START INPUT RECORDS

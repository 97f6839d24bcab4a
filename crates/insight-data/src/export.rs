//! Export encoders for the joined record view.
//!
//! Two encodings: a spreadsheet-style CSV (every canonical column except
//! the internal `sessionId` key) and a delimited-text export (every
//! column, `sessionId` included). Both write through the canonical
//! [`Column`] projection, so exported text always matches what the search
//! clause sees.

use std::io::Write;

use insight_core::error::Result;
use insight_core::models::{Column, JoinedRecord};

/// Delimiter of the delimited-text export.
pub const DELIMITED_EXPORT_DELIMITER: u8 = b'\t';

/// Columns of the spreadsheet-style export: everything but the internal
/// `sessionId` key.
pub fn spreadsheet_columns() -> Vec<Column> {
    Column::ALL
        .iter()
        .copied()
        .filter(|c| *c != Column::SessionId)
        .collect()
}

/// Write the spreadsheet-style CSV export.
pub fn write_spreadsheet_csv<W: Write>(records: &[JoinedRecord], writer: W) -> Result<()> {
    write_with(records, &spreadsheet_columns(), b',', writer)
}

/// Write the delimited-text export (all columns, tab-separated).
pub fn write_delimited<W: Write>(records: &[JoinedRecord], writer: W) -> Result<()> {
    write_with(records, &Column::ALL, DELIMITED_EXPORT_DELIMITER, writer)
}

fn write_with<W: Write>(
    records: &[JoinedRecord],
    columns: &[Column],
    delimiter: u8,
    writer: W,
) -> Result<()> {
    let mut out = csv::WriterBuilder::new()
        .delimiter(delimiter)
        .from_writer(writer);

    out.write_record(columns.iter().map(|c| c.header()))
        .map_err(csv_error)?;

    for record in records {
        out.write_record(columns.iter().map(|c| c.value(record)))
            .map_err(csv_error)?;
    }

    out.flush()?;
    Ok(())
}

fn csv_error(err: csv::Error) -> insight_core::error::InsightError {
    std::io::Error::other(err).into()
}

// ── Tests ─────────────────────────────────────────────────────────────────────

END INPUT RECORDS

Where a line of the listing includes the word "style", add it to the tally, and give the final number and nothing more.

3